The Cincinnati Museum Center has a one-of-a-kind dinosaur fossil on display, and it will get some special attention next week. The Torvosaurus will be disassembled and scanned.
Paleontologist Brenda Hunda says the 3D scans will be very detailed, and the results can be shared with other researchers.
“The first thing we can expect to know is just about the basic anatomy and how these animals — in particular, this individual — may have moved. It's body posture, all those kinds of clues are hidden in the bones by the way the bones go together and by the scars they have on the bones related to how they might have had muscle attachments associated with it,” she says. “So, just the basic biomechanics of the animal itself, which has never been studied before, is really fascinating.”

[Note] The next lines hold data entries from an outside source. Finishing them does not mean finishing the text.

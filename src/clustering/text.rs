//! Text normalization ahead of vectorization.
//!
//! Every document goes through the same steps: ASCII punctuation is removed,
//! the text is lowercased and split into word and symbol tokens, and tokens
//! that are stopwords or not purely alphanumeric are dropped. Survivors are
//! joined with single spaces.

use crate::error::StopwordsError;
use itertools::Itertools;
use once_cell::sync::Lazy;
use regex::Regex;
use std::collections::HashSet;
use std::path::Path;
use tracing::{info, instrument};

const ENGLISH: &str = include_str!("stopwords_en.txt");

/// Runs of word characters, or runs of anything that is neither word nor space.
static TOKEN: Lazy<Regex> = Lazy::new(|| Regex::new(r"\w+|[^\w\s]+").unwrap());

/// A set of lowercase words excluded from features.
#[derive(Debug, Clone)]
pub struct Stopwords {
    words: HashSet<String>,
}

impl Stopwords {
    /// The built-in English list.
    pub fn english() -> Self {
        Self::parse(ENGLISH)
    }

    /// Load a list with one word per line. Blank lines and `#` comments are ignored.
    #[instrument(level = "info", skip_all, fields(path = %path.display()))]
    pub fn from_file(path: &Path) -> Result<Self, StopwordsError> {
        let raw = std::fs::read_to_string(path).map_err(|source| StopwordsError::Io {
            path: path.to_path_buf(),
            source,
        })?;
        let stopwords = Self::parse(&raw);
        info!(count = stopwords.len(), "Loaded stopword list");
        Ok(stopwords)
    }

    fn parse(raw: &str) -> Self {
        let words = raw
            .lines()
            .map(str::trim)
            .filter(|l| !l.is_empty() && !l.starts_with('#'))
            .map(str::to_lowercase)
            .collect();
        Self { words }
    }

    pub fn contains(&self, word: &str) -> bool {
        self.words.contains(word)
    }

    pub fn len(&self) -> usize {
        self.words.len()
    }

    pub fn is_empty(&self) -> bool {
        self.words.is_empty()
    }

    /// Normalize `text` into a space-separated string of feature tokens.
    pub fn normalize(&self, text: &str) -> String {
        let stripped = text
            .chars()
            .filter(|c| !c.is_ascii_punctuation())
            .collect::<String>()
            .to_lowercase();

        TOKEN
            .find_iter(&stripped)
            .map(|m| m.as_str())
            .filter(|t| t.chars().all(char::is_alphanumeric))
            .filter(|t| !self.contains(t))
            .join(" ")
    }
}

impl Default for Stopwords {
    fn default() -> Self {
        Self::english()
    }
}

#[cfg(test)]
mod tests {
    use super::*;
    use std::io::Write;

    #[test]
    fn test_english_list_is_loaded() {
        let sw = Stopwords::english();
        assert_eq!(sw.len(), 179);
        assert!(sw.contains("the"));
        assert!(sw.contains("wouldn't"));
        assert!(!sw.contains("election"));
    }

    #[test]
    fn test_normalize_drops_stopwords_and_punctuation() {
        let sw = Stopwords::english();
        assert_eq!(
            sw.normalize("The President's visit: a turning point?"),
            "presidents visit turning point"
        );
    }

    #[test]
    fn test_normalize_lowercases_and_collapses_whitespace() {
        let sw = Stopwords::english();
        assert_eq!(sw.normalize("  Floods   HIT\tEurope  "), "floods hit europe");
    }

    #[test]
    fn test_normalize_drops_non_alphanumeric_tokens() {
        let sw = Stopwords::english();
        // Curly quotes and dashes are not ASCII punctuation, so they survive
        // stripping and are removed as standalone symbol tokens.
        assert_eq!(sw.normalize("Talks \u{2014} \u{201c}stalled\u{201d}"), "talks stalled");
    }

    #[test]
    fn test_normalize_keeps_digits() {
        let sw = Stopwords::english();
        assert_eq!(sw.normalize("G20 summit in 2024"), "g20 summit 2024");
    }

    #[test]
    fn test_normalize_empty() {
        let sw = Stopwords::english();
        assert_eq!(sw.normalize(""), "");
        assert_eq!(sw.normalize("the and of"), "");
    }

    #[test]
    fn test_from_file_skips_comments_and_blanks() {
        let mut file = tempfile::NamedTempFile::new().unwrap();
        writeln!(file, "# custom list\n\nBBC\nnews\n").unwrap();

        let sw = Stopwords::from_file(file.path()).unwrap();
        assert_eq!(sw.len(), 2);
        assert!(sw.contains("bbc"));
        assert_eq!(sw.normalize("BBC News: the markets"), "the markets");
    }

    #[test]
    fn test_from_file_missing_is_an_error() {
        let dir = tempfile::tempdir().unwrap();
        let result = Stopwords::from_file(&dir.path().join("nope.txt"));
        assert!(matches!(result, Err(StopwordsError::Io { .. })));
    }
}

The Jurassic-era carnivore will not be taken off display. Hunda says the bones will be removed one or two at a time and scanned, and the public can watch the process.
Hunda says the fossil was set up so it could be easily taken apart.
“I want to think of this as kind of a conveyor belt process where we’re going to be taking bones off, scanning, replacing those bones, taking other bones off,” she says. “We’ll be doing that for about four days.”
Hunda says museum visitors will be able to watch the process.
“That’s because we want the public to see that our dinosaur specimen as well as others at the Museum Center are scientifically researched, valuable specimens,” she says. “They’re not just a pretty face. They actually have a lot of inherent science value and can teach us paleontologists a lot about these animals.”
This specimen was discovered in Colorado in 2013, by a Cincinnati native.
The 30-foot long Jurassic Period apex predator is the most complete specimen uncovered so far.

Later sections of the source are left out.